Abstract

Since the identification of self-renewing cells in the hematopoietic system, stem cells have transformed the study of medicine. Cancer biologists have identified stem-like cells in multiple malignancies, including those of solid organs. This has led to the development of a stem cell theory of cancer, which purports that a subpopulation of self-renewing tumor cells is responsible for tumorigenesis. This contrasts with the stochastic model of tumor development, which advances that all tumor cells are capable of tumor formation. Within the field of melanoma, the identity and existence of cancer stem cells has been the subject of recent debate. Much of the controversy may be traced to differences in interpretations and definitions related to the cancer stem cell theory, and the use of dissimilar methodologies to study melanoma cells.
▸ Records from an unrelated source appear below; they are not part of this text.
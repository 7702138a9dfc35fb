//! Full-screen TUI for habitrack.

pub mod common;
pub mod effects;
pub mod events;
pub mod features;
pub mod overlays;
pub mod render;
pub mod runtime;
pub mod state;
pub mod terminal;
pub mod update;

use std::io::{IsTerminal, Write, stderr};

use anyhow::Result;
pub use features::{auth, habits, today};
use habitrack_core::api::ApiClient;
use habitrack_core::config::Config;
pub use runtime::TuiRuntime;

/// Runs the interactive tracker until the user quits.
///
/// Must be called inside a tokio runtime; effect handlers are spawned on it.
///
/// # Errors
/// Returns an error if stdout is not a terminal or the terminal fails.
pub fn run(config: Config, api: ApiClient) -> Result<()> {
    if !stderr().is_terminal() {
        anyhow::bail!(
            "The interactive tracker requires a terminal.\n\
             Use `habitrack today` or `habitrack habits list` for non-interactive use."
        );
    }

    let mut runtime = TuiRuntime::new(config, api)?;
    runtime.run()?;
    drop(runtime);

    writeln!(stderr(), "Goodbye!")?;
    Ok(())
}
//! Terminal lifecycle management.
//!
//! Terminal state is restored on normal exit (via the runtime's Drop) and
//! on panic.

use std::io::{self, Stdout};
use std::panic;

use anyhow::{Context, Result};
use crossterm::execute;
use crossterm::terminal::{
    EnterAlternateScreen, LeaveAlternateScreen, disable_raw_mode, enable_raw_mode,
};
use ratatui::Terminal;
use ratatui::backend::CrosstermBackend;

/// Enables raw mode, enters the alternate screen and creates the terminal.
///
/// Call `install_panic_hook()` before this to ensure terminal restore on panic.
///
/// # Errors
/// Returns an error if the operation fails.
pub fn setup_terminal() -> Result<Terminal<CrosstermBackend<Stdout>>> {
    enable_raw_mode().context("Failed to enable raw mode")?;
    let mut stdout = io::stdout();
    execute!(stdout, EnterAlternateScreen).context("Failed to enter alternate screen")?;
    let backend = CrosstermBackend::new(stdout);
    let terminal = Terminal::new(backend).context("Failed to create terminal")?;
    Ok(terminal)
}

/// Leaves the alternate screen and disables raw mode.
///
/// Idempotent; safe to call multiple times.
///
/// # Errors
/// Returns an error if the operation fails.
pub fn restore_terminal() -> Result<()> {
    execute!(io::stdout(), LeaveAlternateScreen).context("Failed to leave alternate screen")?;
    disable_raw_mode().context("Failed to disable raw mode")?;
    Ok(())
}

/// Installs a panic hook that restores the terminal before printing the panic.
pub fn install_panic_hook() {
    let original_hook = panic::take_hook();
    panic::set_hook(Box::new(move |panic_info| {
        let _ = restore_terminal();
        original_hook(panic_info);
    }));
}
//! Habit management view.

use habitrack_core::habits::MAX_HABITS;
use ratatui::Frame;
use ratatui::layout::Rect;
use ratatui::style::{Color, Modifier, Style};
use ratatui::text::{Line, Span};
use ratatui::widgets::{Block, Borders, Paragraph};

use super::state::HabitsState;
use crate::common::truncate_with_ellipsis;

const EMPTY_LIST_MESSAGE: &str = "No habits registered.";

pub fn render_habits(frame: &mut Frame, habits: &HabitsState, area: Rect) {
    let title = format!(" Habits · {}/{MAX_HABITS} ", habits.list.len());
    let block = Block::default()
        .borders(Borders::ALL)
        .border_style(Style::default().fg(Color::DarkGray))
        .title(Span::styled(
            title,
            Style::default().fg(Color::Cyan).add_modifier(Modifier::BOLD),
        ));
    let inner = block.inner(area);
    frame.render_widget(block, area);

    let mut lines: Vec<Line> = if habits.loading && habits.list.is_empty() {
        vec![dim("Loading...")]
    } else if habits.list.is_empty() {
        vec![dim(EMPTY_LIST_MESSAGE)]
    } else {
        let name_width = inner.width.saturating_sub(4) as usize;
        habits
            .list
            .habits()
            .iter()
            .enumerate()
            .map(|(i, habit)| {
                let selected = i == habits.selected;
                let style = if selected {
                    Style::default()
                        .fg(Color::White)
                        .add_modifier(Modifier::REVERSED)
                } else {
                    Style::default().fg(Color::White)
                };
                Line::from(vec![
                    Span::styled(
                        if selected { "> " } else { "  " },
                        Style::default().fg(Color::Cyan),
                    ),
                    Span::styled(truncate_with_ellipsis(&habit.name, name_width), style),
                ])
            })
            .collect()
    };

    lines.push(Line::from(""));
    if habits.pending {
        lines.push(Line::from(Span::styled(
            "Saving...",
            Style::default().fg(Color::Yellow),
        )));
    } else if !habits.list.can_add() {
        lines.push(dim(&format!(
            "Limit reached: at most {MAX_HABITS} habits (adding disabled)"
        )));
    }

    frame.render_widget(Paragraph::new(lines), inner);
}

fn dim(text: &str) -> Line<'static> {
    Line::from(Span::styled(
        text.to_string(),
        Style::default().fg(Color::DarkGray),
    ))
}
Accumulating evidence suggests that cancer stem cells may exist in melanoma, although their frequency may vary and they may be capable of phenotypic plasticity. Importantly, these primitive melanoma cells are not only capable of self-renewal and differentiation plasticity, but also may confer virulence via immune evasion and multidrug resistance, and potentially via vasculogenic mimicry and transition to migratory and metastasizing derivatives. Therapeutic targeting of melanoma stem cells and the pathways that endow them with virulence hold promise for the design of more effective strategies for amelioration and eradication of this most lethal form of skin cancer.